What the exercise asks: Across all the entries below, count each line that holds "where" and report the figure only.

(Stored data entries)
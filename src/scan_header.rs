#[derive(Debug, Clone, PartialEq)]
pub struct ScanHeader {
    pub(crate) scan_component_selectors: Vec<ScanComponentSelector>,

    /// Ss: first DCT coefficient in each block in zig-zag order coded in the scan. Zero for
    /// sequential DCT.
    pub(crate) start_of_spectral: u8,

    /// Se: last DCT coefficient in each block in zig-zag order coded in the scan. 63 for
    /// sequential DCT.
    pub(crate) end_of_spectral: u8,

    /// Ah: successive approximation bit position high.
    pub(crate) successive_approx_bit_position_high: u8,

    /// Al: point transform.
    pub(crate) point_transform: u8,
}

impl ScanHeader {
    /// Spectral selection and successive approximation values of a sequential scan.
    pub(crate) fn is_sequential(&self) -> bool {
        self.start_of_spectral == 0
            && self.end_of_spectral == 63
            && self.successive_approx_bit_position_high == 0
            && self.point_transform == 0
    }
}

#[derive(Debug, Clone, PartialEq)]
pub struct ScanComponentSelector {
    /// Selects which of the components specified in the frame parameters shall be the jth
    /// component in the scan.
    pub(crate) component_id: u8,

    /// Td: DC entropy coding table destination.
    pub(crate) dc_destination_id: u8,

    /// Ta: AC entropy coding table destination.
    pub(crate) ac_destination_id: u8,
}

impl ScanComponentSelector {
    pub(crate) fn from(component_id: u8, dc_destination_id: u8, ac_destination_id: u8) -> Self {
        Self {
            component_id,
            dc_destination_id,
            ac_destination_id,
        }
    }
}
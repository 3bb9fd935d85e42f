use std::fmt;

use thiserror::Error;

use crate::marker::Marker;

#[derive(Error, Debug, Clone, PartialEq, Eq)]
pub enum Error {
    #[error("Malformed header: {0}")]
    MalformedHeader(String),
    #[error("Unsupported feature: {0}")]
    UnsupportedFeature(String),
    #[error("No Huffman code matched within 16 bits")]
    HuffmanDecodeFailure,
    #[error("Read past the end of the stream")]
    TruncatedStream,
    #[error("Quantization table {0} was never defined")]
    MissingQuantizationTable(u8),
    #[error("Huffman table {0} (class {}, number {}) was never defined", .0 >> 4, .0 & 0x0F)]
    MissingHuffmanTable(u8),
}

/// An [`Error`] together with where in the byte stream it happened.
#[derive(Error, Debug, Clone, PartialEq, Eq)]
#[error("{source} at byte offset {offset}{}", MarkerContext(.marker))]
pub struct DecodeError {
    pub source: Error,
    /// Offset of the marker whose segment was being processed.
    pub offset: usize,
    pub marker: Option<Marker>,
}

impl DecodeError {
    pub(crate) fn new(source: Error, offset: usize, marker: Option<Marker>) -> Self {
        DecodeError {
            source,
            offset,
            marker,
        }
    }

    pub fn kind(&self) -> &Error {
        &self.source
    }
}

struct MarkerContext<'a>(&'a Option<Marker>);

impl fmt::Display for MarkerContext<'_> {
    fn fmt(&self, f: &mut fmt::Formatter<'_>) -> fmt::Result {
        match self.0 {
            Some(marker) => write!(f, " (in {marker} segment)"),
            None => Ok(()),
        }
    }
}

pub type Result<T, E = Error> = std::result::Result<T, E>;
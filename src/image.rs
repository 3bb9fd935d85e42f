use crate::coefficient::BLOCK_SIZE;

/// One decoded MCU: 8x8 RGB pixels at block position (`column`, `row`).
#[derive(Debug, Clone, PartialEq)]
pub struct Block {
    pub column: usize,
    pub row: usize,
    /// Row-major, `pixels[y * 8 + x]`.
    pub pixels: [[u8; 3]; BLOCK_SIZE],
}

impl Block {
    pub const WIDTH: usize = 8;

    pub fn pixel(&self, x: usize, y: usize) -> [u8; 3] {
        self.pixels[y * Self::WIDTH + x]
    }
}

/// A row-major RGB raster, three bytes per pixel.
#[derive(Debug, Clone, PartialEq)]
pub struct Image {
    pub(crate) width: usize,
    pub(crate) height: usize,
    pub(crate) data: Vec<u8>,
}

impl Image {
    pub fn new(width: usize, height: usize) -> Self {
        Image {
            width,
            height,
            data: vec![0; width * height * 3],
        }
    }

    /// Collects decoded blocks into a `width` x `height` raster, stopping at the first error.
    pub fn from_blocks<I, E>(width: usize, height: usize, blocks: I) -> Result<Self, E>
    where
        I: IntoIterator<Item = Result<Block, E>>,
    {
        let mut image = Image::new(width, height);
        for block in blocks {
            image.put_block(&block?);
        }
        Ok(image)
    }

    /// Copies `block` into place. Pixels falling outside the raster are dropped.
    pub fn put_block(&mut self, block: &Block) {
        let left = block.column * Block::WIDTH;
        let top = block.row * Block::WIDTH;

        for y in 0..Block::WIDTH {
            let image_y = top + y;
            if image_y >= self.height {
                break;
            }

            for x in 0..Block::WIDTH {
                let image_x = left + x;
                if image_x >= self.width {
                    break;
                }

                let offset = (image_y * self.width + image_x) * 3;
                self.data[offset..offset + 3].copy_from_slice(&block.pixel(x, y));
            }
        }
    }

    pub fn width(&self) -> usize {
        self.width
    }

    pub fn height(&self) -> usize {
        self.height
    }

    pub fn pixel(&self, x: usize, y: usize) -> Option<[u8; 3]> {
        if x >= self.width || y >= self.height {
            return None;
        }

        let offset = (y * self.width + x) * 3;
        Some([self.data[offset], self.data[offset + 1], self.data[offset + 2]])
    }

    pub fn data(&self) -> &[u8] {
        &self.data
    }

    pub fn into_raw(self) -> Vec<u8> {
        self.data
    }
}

Solution to this problem: 2